Is the *FSA K-Force Light 32SB* still the winner in this category? I would love to find a 2 bolt aluminum equivalent of the K-Force if there is one. I need a 27.2 replacement in the next week or so and don't really want to dump another 150 on a seatpost if I don't have to:/


----------



## cs101 (Jan 12, 2012)

*Alum Setback post*

Another option -

Velo Orange Grange Cru:
30.2 set back
27.2 Diameter.


I have one of these, among other setback posts if anyone is interested?
Cheap $ and will give someone chance to try one out.
Lightly used - short rides & fitting purposes only.


Specs:
store.velo-orange.com/index.php/vo-grand-cru-seat-post-long-setback.html]VO Grand Cru Seat Post, Long Setback

Dave


----------



## SlowMover (Jun 6, 2010)

Hi cs101 thank you so much for the offer. I want to try and find a used 32SB from FSA if I can, but if I keep coming up snake eyes and you still have it might be game. Being a stickler for looks and a carbon post will look outstanding on my new steed....alloy not so much. BUT thank you for the post.


----------



## FTR (Sep 20, 2006)

Be aware that while the FSA post has 32mm of setback it also has a much larger clamping area than others too.
As a result I only got about an extra 5mm or so of extra setback from it vs a 15mm setback post.
Another option is to get an SMP saddle.
They have about 90mm of useable rail vs most others at about 60mm.
Therefore you can push your saddle back much further and achieve the setback you need without the need for a new post.


----------



## AndrwSwitch (May 28, 2009)

Lots of setback here.

Nitto Lugged seat post 27.2 x 250 - 11048


----------



## SlowMover (Jun 6, 2010)

FTR said:


> Be aware that while the FSA post has 32mm of setback it also has a much larger clamping area than others too.
> As a result I only got about an extra 5mm or so of extra setback from it vs a 15mm setback post.
> Another option is to get an SMP saddle.
> They have about 90mm of useable rail vs most others at about 60mm.
> Therefore you can push your saddle back much further and achieve the setback you need without the need for a new post.

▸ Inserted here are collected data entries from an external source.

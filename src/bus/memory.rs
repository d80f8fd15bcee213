//! In-process bus implementation
//!
//! A [`MemoryBusHub`] connects any number of endpoints inside one
//! process: enough to run a whole coherence cluster in a test, or to
//! coordinate caches of several subsystems sharing a process.
//!
//! Delivery is synchronous on the publishing thread, which gives FIFO
//! per source for free; each subscription's handler sits behind its
//! own mutex, which gives the per-subscription serialization the
//! contract requires. The publisher's own endpoint receives its
//! messages like any other.
//!
//! Broker election is explicit: nothing is broker until
//! [`MemoryBusHub::promote`] is called, and promotion dispatches
//! `LeaveBroker` to the outgoing endpoint before `EnterBroker` to the
//! incoming one. Wire listeners up before promoting.

use std::sync::atomic::{AtomicBool, AtomicU64, Ordering};
use std::sync::{Arc, Weak};
use std::time::Duration;

use parking_lot::Mutex;
use uuid::Uuid;

use crate::error::{CacheError, CacheResult};

use super::{BusEvent, BusHandler, BusMessage, CoherenceBus, Dispatch, ListenerToken};

static NEXT_TOKEN: AtomicU64 = AtomicU64::new(1);

struct Subscription {
    id: u64,
    prefix: String,
    event: BusEvent,
    handler: Mutex<BusHandler>,
    dead: AtomicBool,
}

struct EndpointInner {
    identity: String,
    is_broker: AtomicBool,
    subs: Mutex<Vec<Arc<Subscription>>>,
    hub: Weak<HubInner>,
    heartbeat: Duration,
}

struct HubInner {
    endpoints: Mutex<Vec<Arc<EndpointInner>>>,
}

impl EndpointInner {
    fn matching(&self, prefix: &str, event: BusEvent) -> Vec<Arc<Subscription>> {
        self.subs
            .lock()
            .iter()
            .filter(|s| {
                s.event == event
                    && !s.dead.load(Ordering::SeqCst)
                    && prefix.starts_with(s.prefix.as_str())
            })
            .cloned()
            .collect()
    }

    fn remove(&self, id: u64) {
        self.subs.lock().retain(|s| s.id != id);
    }

    /// Run matching handlers outside any table lock so they can
    /// publish and (un)subscribe reentrantly.
    fn dispatch(self: &Arc<Self>, prefix: &str, event: BusEvent, payload: &[u8], origin: Option<&Arc<EndpointInner>>) {
        for sub in self.matching(prefix, event) {
            if sub.dead.load(Ordering::SeqCst) {
                continue;
            }
            let verdict = {
                let mut handler = sub.handler.lock();
                handler(&BusMessage {
                    prefix,
                    event,
                    payload,
                    reply: None,
                })
            };
            match verdict {
                Dispatch::Continue => {}
                Dispatch::Unsubscribe => {
                    sub.dead.store(true, Ordering::SeqCst);
                    self.remove(sub.id);
                }
                Dispatch::Reply(reply) => {
                    // Only the broker may acknowledge; the reply goes
                    // back to the endpoint that published.
                    if self.is_broker.load(Ordering::SeqCst) {
                        if let Some(origin) = origin {
                            origin.dispatch_ack(prefix, payload, &reply);
                        }
                    }
                }
            }
        }
    }

    fn dispatch_ack(self: &Arc<Self>, prefix: &str, request: &[u8], reply: &[u8]) {
        for sub in self.matching(prefix, BusEvent::UpdateAcknowledged) {
            if sub.dead.load(Ordering::SeqCst) {
                continue;
            }
            let verdict = {
                let mut handler = sub.handler.lock();
                handler(&BusMessage {
                    prefix,
                    event: BusEvent::UpdateAcknowledged,
                    payload: request,
                    reply: Some(reply),
                })
            };
            if let Dispatch::Unsubscribe = verdict {
                sub.dead.store(true, Ordering::SeqCst);
                self.remove(sub.id);
            }
        }
    }
}

/// The shared in-process hub
pub struct MemoryBusHub {
    inner: Arc<HubInner>,
    heartbeat: Duration,
}

impl MemoryBusHub {
    /// Create an empty hub with the default 2 s heartbeat interval.
    pub fn new() -> Self {
        Self::with_heartbeat(Duration::from_millis(2000))
    }

    /// Create an empty hub advertising `heartbeat` as its push
    /// timeout (the protocol layer uses it as the default query
    /// timeout).
    pub fn with_heartbeat(heartbeat: Duration) -> Self {
        Self {
            inner: Arc::new(HubInner {
                endpoints: Mutex::new(Vec::new()),
            }),
            heartbeat,
        }
    }

    /// Attach a new endpoint. `identity` defaults to a fresh UUID.
    pub fn endpoint(&self, identity: Option<&str>) -> Arc<MemoryBus> {
        let inner = Arc::new(EndpointInner {
            identity: identity
                .map(str::to_string)
                .unwrap_or_else(|| Uuid::new_v4().to_string()),
            is_broker: AtomicBool::new(false),
            subs: Mutex::new(Vec::new()),
            hub: Arc::downgrade(&self.inner),
            heartbeat: self.heartbeat,
        });
        self.inner.endpoints.lock().push(Arc::clone(&inner));
        Arc::new(MemoryBus { inner })
    }

    /// Move the broker role to `identity`, dispatching `LeaveBroker`
    /// to the outgoing broker first, then `EnterBroker` to the new
    /// one. No-op when `identity` already holds the role.
    pub fn promote(&self, identity: &str) {
        let endpoints: Vec<Arc<EndpointInner>> = self.inner.endpoints.lock().clone();

        if let Some(old) = endpoints
            .iter()
            .find(|e| e.is_broker.load(Ordering::SeqCst))
        {
            if old.identity == identity {
                return;
            }
            old.is_broker.store(false, Ordering::SeqCst);
            old.dispatch("", BusEvent::LeaveBroker, &[], None);
        }

        if let Some(new) = endpoints.iter().find(|e| e.identity == identity) {
            new.is_broker.store(true, Ordering::SeqCst);
            new.dispatch("", BusEvent::EnterBroker, &[], None);
        }
    }

    /// Identity of the current broker, if any
    pub fn broker_identity(&self) -> Option<String> {
        self.inner
            .endpoints
            .lock()
            .iter()
            .find(|e| e.is_broker.load(Ordering::SeqCst))
            .map(|e| e.identity.clone())
    }
}

impl Default for MemoryBusHub {
    fn default() -> Self {
        Self::new()
    }
}

/// One endpoint on a [`MemoryBusHub`]
pub struct MemoryBus {
    inner: Arc<EndpointInner>,
}

impl CoherenceBus for MemoryBus {
    fn publish(&self, prefix: &str, payload: &[u8]) -> CacheResult<()> {
        let hub = self
            .inner
            .hub
            .upgrade()
            .ok_or_else(|| CacheError::Connection("bus hub is gone".to_string()))?;
        let endpoints: Vec<Arc<EndpointInner>> = hub.endpoints.lock().clone();
        for endpoint in &endpoints {
            endpoint.dispatch(prefix, BusEvent::IncomingUpdate, payload, Some(&self.inner));
        }
        Ok(())
    }

    fn listen(&self, prefix: &str, event: BusEvent, handler: BusHandler) -> ListenerToken {
        let id = NEXT_TOKEN.fetch_add(1, Ordering::SeqCst);
        self.inner.subs.lock().push(Arc::new(Subscription {
            id,
            prefix: prefix.to_string(),
            event,
            handler: Mutex::new(handler),
            dead: AtomicBool::new(false),
        }));
        ListenerToken(id)
    }

    fn unlisten(&self, token: &ListenerToken) {
        let subs = self.inner.subs.lock();
        if let Some(sub) = subs.iter().find(|s| s.id == token.0) {
            sub.dead.store(true, Ordering::SeqCst);
        }
        drop(subs);
        self.inner.remove(token.0);
    }

    fn is_broker(&self) -> bool {
        self.inner.is_broker.load(Ordering::SeqCst)
    }

    fn identity(&self) -> String {
        self.inner.identity.clone()
    }

    fn heartbeat_push_timeout(&self) -> Duration {
        self.inner.heartbeat
    }
}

Thanks for the heads up, but I already know the 32 SB works for me. I'm replacing what I had.....and wishing I hadn't caved in when the guy who bought Specialized begged me for it. Oh well....out another $150!


----------



## carlosflanders (Nov 23, 2008)

Check Kore seatposts and I-beam and t-rail saddles. Lots of adjustability and components are reasonably priced. Limited choice of saddles - but they're certainly not the worst.

Also look at sadddles with longer rails. Arione has 1cm longer than normal rails, plus the sit position is different - gives you another cm.

Modding the top clamp is also possible. You could cut the front section off the top clamp to allow you to move the saddle further back. you'll have to decide whether this is safe or not.


----------



## mtnroadie (Jul 6, 2010)

Titec El Norte, if you can still find one...

Titec El Norte S-Bent Seatpost - 27.2mm x ? picture by Dad2TnR - Photobucket

I am sure some places still carry them.


----------



## eflayer2 (Feb 15, 2002)

*i sent you a message*

i have a 27.2 FSA K-Force 3.2 seatpost used and available for sale.

get in touch.


----------



## SlowMover (Jun 6, 2010)

eflayer2 said:


> i have a 27.2 FSA K-Force 3.2 seatpost used and available for sale.
> 
> get in touch.


Nice! If it's a 350 that hasn't been cut down I might be game, just let me know what you would like for it please. Thanks for the message.


----------